31 October 2019: Just as heatwaves descend on Sydney and the state is gripped by one of the worst droughts on record, last week the NSW Planning Minister introduced a bill into Parliament that, if passed, will significantly limit the powers of planning approval bodies in NSW to address the climate change impacts of new coal mining projects.

By Brendan Dobbie, Special Counsel EDO

Specifically, the bill seeks to amend existing planning laws to prohibit decision-makers from imposing conditions on mining approvals aimed at mitigating the impacts of the greenhouse gas (GHG) emissions produced when coal from those mines is burnt overseas. The bill would also remove a mandatory requirement for decision-makers to consider those emissions when determining whether or not to approve a coal project.

This is a retrograde step that would undermine the ability of decision-makers to properly assess and regulate the climate impacts of coal mines on local communities in NSW.

The scientific reality is that, while climate change is a global problem, its impacts are hitting us here at home – particularly in rural communities struggling with increasingly more severe drought and bushfire seasons, and in coastal communities grappling with flooding and the looming threat of sea level rise. The fact is that Australian coal, no matter where it is burnt, is contributing cumulatively to global climate change. That is why NSW Courts and approval bodies alike have recognised that, in turn, all GHG emissions from NSW coal projects adversely affect the environment and people of NSW.

A reactive bill

It’s no secret that the Government’s new bill is a direct attempt to counter the influence of the NSW Land and Environment Court’s historic decision to refuse the Rocky Hill coal mine proposed near the village of Gloucester, and the NSW Independent Planning Commission’s (IPC) more recent and equally significant decision to refuse a massive new open cut coal mine in the picturesque Bylong Valley. Both decisions cited climate change impacts as grounds for refusal and sent shock waves through the mining industry. The bill also responds to another recent IPC decision – this time to approve the United Wambo “super pit” in the Hunter Valley, but with a condition requiring coal from the mine to be sold only to countries that are signatories to the Paris Accord, or that have equivalent policies in place. Despite that condition not placing a particularly onerous burden on the mine, given that virtually every country in the world has signed up to Paris, it also stirred a strong backlash from the mining sector.

A concerted campaign by NSW Minerals Council

These decisions have led to a concerted campaign by the NSW Minerals Council to lobby the Government to change the law to prevent other mining projects from being rejected on climate grounds. Incidentally, this week their campaign was examined by the Independent Commission Against Corruption’s ongoing public inquiry into lobbying practices. Nonetheless it appears to have succeeded in convincing the Government to attempt to shift the goal posts on GHG assessment in favour of industry.

The Government’s response, albeit disappointing, is not unpredictable. Recent history shows that NSW Governments – of all persuasions – often have knee-jerk reactions to landmark Court rulings that uphold environmental protections. Especially when those cases are brought by conservation groups or local communities in the public interest and in relation to coal mining.
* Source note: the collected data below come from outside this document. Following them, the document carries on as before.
//! Runtime loop tests.
//!
//! Tests cover: publish order, failure isolation in the live loop,
//! pacing, persistence cadence, adoption of extension writes, startup
//! catch-up, and the advance / fast-forward helpers.

use anthill_core::{
    clock::{Clock, ManualClock},
    config::{GraveyardConfig, SimConfig},
    engine::SimEngine,
    event::{topic, WorldEvent},
    graveyard_extension::{GraveyardExtension, GraveyardRecord},
    store::StateStore,
    world::{Entity, World},
};
use chrono::{DateTime, TimeZone, Utc};
use serde_json::{Map, Value};
use std::cell::RefCell;
use std::fs;
use std::rc::Rc;
use std::time::Duration;
use tempfile::TempDir;

fn epoch() -> DateTime<Utc> {
    Utc.with_ymd_and_hms(2025, 1, 1, 0, 0, 0).unwrap()
}

/// An engine over `world`, saved at `epoch()`, with a manual clock
/// standing at the same instant.
fn build(dir: &TempDir, mut world: World, config: SimConfig) -> (SimEngine, ManualClock) {
    let store = StateStore::open(dir.path().join("game.json"));
    store.save_at(&mut world, epoch()).expect("seed state");
    let clock = ManualClock::at(epoch());
    let config = config.with_state_path(store.path());
    let engine = SimEngine::new(config, store, Box::new(clock.clone()));
    (engine, clock)
}

fn record_topics(engine: &mut SimEngine, topics: &[&'static str]) -> Rc<RefCell<Vec<String>>> {
    let log: Rc<RefCell<Vec<String>>> = Rc::default();
    for &name in topics {
        let log = Rc::clone(&log);
        engine.bus_mut().register(name, "recorder", move |_payload, _outbox| {
            log.borrow_mut().push(name.to_string());
            Ok(None)
        });
    }
    log
}

#[test]
fn one_step_publishes_transition_events_then_tick_then_detectors() {
    let dir = tempfile::tempdir().unwrap();
    let mut world = World::default();
    world.queue_action("dig", 1, [("dirt".to_string(), 10.0)].into(), Map::new());
    let (mut engine, _clock) = build(&dir, world, SimConfig::default_test());
    let log = record_topics(&mut engine, &[topic::THRESHOLD, topic::TICK, topic::ACTION_COMPLETE]);

    let produced = engine.step().unwrap();

    assert_eq!(*log.borrow(), vec!["action_complete", "tick", "threshold"]);
    let topics: Vec<&str> = produced.iter().map(|e| e.topic()).collect();
    assert_eq!(topics, vec!["action_complete", "threshold"]);
    assert_eq!(engine.world().tick, 1);
    assert_eq!(engine.world().resources.get("dirt"), 10.0);
}

#[test]
fn tick_payload_is_the_new_document() {
    let dir = tempfile::tempdir().unwrap();
    let (mut engine, _clock) = build(&dir, World::default(), SimConfig::default_test());
    let seen: Rc<RefCell<Vec<u64>>> = Rc::default();
    {
        let seen = Rc::clone(&seen);
        engine.bus_mut().register(topic::TICK, "watcher", move |payload, _outbox| {
            seen.borrow_mut().push(payload["tick"].as_u64().unwrap_or(0));
            Ok(None)
        });
    }

    engine.advance(3).unwrap();

    assert_eq!(*seen.borrow(), vec![1, 2, 3]);
}

#[test]
fn broken_handlers_do_not_stop_the_loop() {
    let dir = tempfile::tempdir().unwrap();
    let (mut engine, _clock) = build(&dir, World::default(), SimConfig::default_test());
    engine.bus_mut().register(topic::TICK, "erroring", |_p, _o| anyhow::bail!("boom"));
    engine.bus_mut().register(topic::TICK, "panicking", |_p, _o| panic!("kaboom"));
    let log = record_topics(&mut engine, &[topic::TICK]);

    engine.run_for(5);

    assert_eq!(engine.world().tick, 5);
    assert_eq!(log.borrow().len(), 5);
    assert_eq!(engine.failed_ticks(), 0);
}

#[test]
fn each_cycle_sleeps_out_the_rest_of_its_budget() {
    let dir = tempfile::tempdir().unwrap();
    let config = SimConfig { tick_interval_ms: 1000, ..SimConfig::default_test() };
    let (mut engine, clock) = build(&dir, World::default(), config);
    {
        let clock = clock.clone();
        engine.bus_mut().register(topic::TICK, "slow", move |_p, _o| {
            clock.advance(Duration::from_millis(300));
            Ok(None)
        });
    }

    engine.run_for(3);

    assert_eq!(clock.sleeps(), vec![Duration::from_millis(700); 3]);
}

#[test]
fn overrunning_cycle_does_not_sleep() {
    let dir = tempfile::tempdir().unwrap();
    let config = SimConfig { tick_interval_ms: 1000, ..SimConfig::default_test() };
    let (mut engine, clock) = build(&dir, World::default(), config);
    {
        let clock = clock.clone();
        engine.bus_mut().register(topic::TICK, "glacial", move |_p, _o| {
            clock.advance(Duration::from_millis(2500));
            Ok(None)
        });
    }

    engine.run_for(2);

    assert_eq!(clock.sleeps(), vec![Duration::ZERO; 2]);
    assert_eq!(engine.world().tick, 2);
}

#[test]
fn out_of_range_document_on_disk_still_advances() {
    let dir = tempfile::tempdir().unwrap();
    let path = dir.path().join("game.json");
    let saved_at = epoch().timestamp();
    fs::write(
        &path,
        format!(
            r#"{{"tick": 40, "resources": {{"dirt": -1.0, "fungus": 5}},
                "systems": {{"farm": {{"generates": {{"fungus": 1}}}}}},
                "last_save_timestamp": {saved_at}}}"#
        ),
    )
    .unwrap();
    let clock = ManualClock::at(epoch() + chrono::Duration::hours(1));
    let config = SimConfig::default_test().with_state_path(&path);
    let mut engine = SimEngine::new(config, StateStore::open(&path), Box::new(clock));

    let report = engine.start();
    engine.run_for(100);

    assert_eq!(report.applied, 3600);
    assert_eq!(engine.failed_ticks(), 0);
    let world = engine.world();
    assert_eq!(world.tick, 40 + 3600 + 100);
    assert_eq!(world.resources.get("dirt"), 0.0);
    assert_eq!(world.resources.get("fungus"), 5.0 + 3600.0 + 100.0);
    assert_eq!(engine.store().read_persisted().unwrap().tick, 3740);
}

#[test]
fn state_is_persisted_every_nth_tick() {
    let dir = tempfile::tempdir().unwrap();
    let config = SimConfig { save_every: 5, ..SimConfig::default_test() };
    let (mut engine, _clock) = build(&dir, World::default(), config);

    for _ in 0..4 {
        engine.step().unwrap();
    }
    assert_eq!(engine.store().read_persisted().unwrap().tick, 0);

    engine.step().unwrap();
    assert_eq!(engine.store().read_persisted().unwrap().tick, 5);

    engine.step().unwrap();
    assert_eq!(engine.store().read_persisted().unwrap().tick, 5);
    assert_eq!(engine.store().load().tick, 6, "live copy runs ahead of the file");
}

#[test]
fn extension_writes_are_kept() {
    let dir = tempfile::tempdir().unwrap();
    let (mut engine, _clock) = build(&dir, World::default(), SimConfig::default_test());
    let store = engine.store().clone();
    engine.bus_mut().register(topic::TICK, "crumbs", move |_payload, _outbox| {
        let mut world = store.load();
        world.add_resource("crumbs", 1.0);
        world.meta.insert("crumbs".into(), Value::from(world.tick));
        store.save(&mut world)?;
        Ok(None)
    });

    engine.advance(3).unwrap();

    assert_eq!(engine.world().tick, 3);
    assert_eq!(engine.world().resources.get("crumbs"), 3.0);
    assert_eq!(engine.world().meta["crumbs"], 3);
    let on_disk = engine.store().read_persisted().unwrap();
    assert_eq!(on_disk.resources.get("crumbs"), 3.0);
}

#[test]
fn boredom_is_published_after_tick() {
    let dir = tempfile::tempdir().unwrap();
    let config = SimConfig { boredom_threshold: 2, ..SimConfig::default_test() };
    let (mut engine, _clock) = build(&dir, World::default(), config);
    let log = record_topics(&mut engine, &[topic::BOREDOM, topic::TICK]);

    engine.step().unwrap();
    let produced = engine.step().unwrap();

    assert_eq!(*log.borrow(), vec!["tick", "tick", "boredom"]);
    assert_eq!(produced, vec![WorldEvent::Boredom { level: 2, tick: 2 }]);
    assert_eq!(engine.world().boredom, 0);
}

#[test]
fn startup_replays_downtime_and_persists() {
    let dir = tempfile::tempdir().unwrap();
    let mut world = World::default();
    world.tick = 10;
    let (mut engine, clock) = build(&dir, world, SimConfig::default_test());
    clock.advance(Duration::from_secs(120));

    let report = engine.start();

    assert_eq!(report.applied, 120);
    assert_eq!(engine.world().tick, 130);
    let on_disk = engine.store().read_persisted().unwrap();
    assert_eq!(on_disk.tick, 130);
    assert_eq!(on_disk.last_save_timestamp, Some(clock.now()));
}

#[test]
fn startup_without_previous_state_still_persists() {
    let dir = tempfile::tempdir().unwrap();
    let store = StateStore::open(dir.path().join("fresh.json"));
    let clock = ManualClock::at(epoch());
    let mut engine = SimEngine::new(SimConfig::default_test(), store, Box::new(clock));

    let report = engine.start();

    assert_eq!(report.applied, 0);
    assert!(engine.store().exists());
    assert_eq!(engine.store().read_persisted().unwrap().last_save_timestamp, Some(epoch()));
}

#[test]
fn catch_up_deaths_are_not_published() {
    let dir = tempfile::tempdir().unwrap();
    let mut world = World::default();
    world.spawn_entity(Entity::with_id("old-timer", "ant").max_age(20).hunger_rate(0.0));
    let (mut engine, clock) = build(&dir, world, SimConfig::default_test());
    let store = engine.store().clone();
    engine
        .add_extension(Box::new(GraveyardExtension::new(store, GraveyardConfig::default())))
        .unwrap();
    let log = record_topics(&mut engine, &[topic::ENTITY_DIED]);
    clock.advance(Duration::from_secs(60));

    let report = engine.start();

    assert_eq!(report.lost_entities, 1);
    assert!(engine.world().entities.is_empty());
    assert!(log.borrow().is_empty());
    assert_eq!(GraveyardRecord::of(engine.world()).total_processed, 0);
}

#[test]
fn advance_dispatches_and_saves_once_at_the_end() {
    let dir = tempfile::tempdir().unwrap();
    let config = SimConfig { save_every: 1000, ..SimConfig::default_test() };
    let (mut engine, _clock) = build(&dir, World::default(), config);
    let log = record_topics(&mut engine, &[topic::TICK]);

    engine.advance(25).unwrap();

    assert_eq!(log.borrow().len(), 25);
    assert_eq!(engine.store().read_persisted().unwrap().tick, 25);
}

#[test]
fn fast_forward_skips_dispatch() {
    let dir = tempfile::tempdir().unwrap();
    let mut world = World::default();
    world.queue_action("dig", 3, [("dirt".to_string(), 50.0)].into(), Map::new());
    let (mut engine, _clock) = build(&dir, world, SimConfig::default_test());
    let log = record_topics(&mut engine, &[topic::TICK, topic::ACTION_COMPLETE, topic::THRESHOLD]);

    engine.fast_forward(100).unwrap();

    assert!(log.borrow().is_empty());
    assert_eq!(engine.world().tick, 100);
    assert_eq!(engine.world().resources.get("dirt"), 50.0);
    assert_eq!(engine.store().read_persisted().unwrap().tick, 100);
}

#[test]
fn status_summarises_the_document() {
    let dir = tempfile::tempdir().unwrap();
    let mut world = World::default();
    world.add_resource("dirt", 3.0);
    world.queue_action("dig", 4, Default::default(), Map::new());
    world.spawn_entity(Entity::with_id("ant-1", "ant"));
    let (engine, _clock) = build(&dir, world, SimConfig::default_test());

    let status = engine.status();

    assert_eq!(status.tick, 0);
    assert_eq!(status.resources["dirt"], 3.0);
    assert_eq!(status.actions, vec!["dig (4t)"]);
    assert_eq!(status.tiles, vec!["origin"]);
    assert_eq!(status.entities, 1);
    assert!(status.to_string().contains("dirt=3.00"));
}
Regulatory certainty required

It is clear that regulatory certainty is required, not just for the mining companies and investors but also for local communities, job-seekers and the environment. However, the Government’s new bill is not the right approach. The Environmental Defenders Office has prepared a series of law reform reports on how to properly integrate climate change into the NSW legal framework.

In order to achieve certainty, the Government needs to scrap this bill, take a step back and properly plan for climate change and the necessary constraints it imposes on the mining sector (including provision for a just transition from mining jobs into other industries compatible with a safe climate). It should clarify our planning laws so they set clear rules that apply equally to all projects to ensure we are doing everything we can to avoid dangerous climate change. Just like the Rocky Hill decision, this is not actually radical. The public interest and principles of ecologically sustainable development, which command this approach, are already in the bedrock of our planning laws – as was confirmed by Chief Judge Preston through the application of orthodox legal reasoning in the Rocky Hill decision. Unacceptable climate change impacts should mean a project is refused, or, alternatively, approved with conditions imposed to effectively offset those impacts.

The science is unequivocal

That is why it is astonishing that, at such a critical point in the climate crisis – when the science is unequivocal about the immediate need to make deep reductions to our GHG emissions in order to prevent catastrophic climate change – the NSW Government seems so desperately willing to prevent decision-makers from attempting to regulate the most significant adverse impact of NSW coal mining on our communities and environment. It is not appropriate to leave it up to others to determine whether GHG emissions from burning our coal are properly managed – we suffer the impacts of burning that coal here. It is our responsibility to ensure that those impacts are properly regulated here.

This proposal shows that the NSW Government is not serious about climate action and in fact is actively working to prevent the proper consideration and regulation of the impacts of coal projects that will contribute to dangerous climate change in NSW.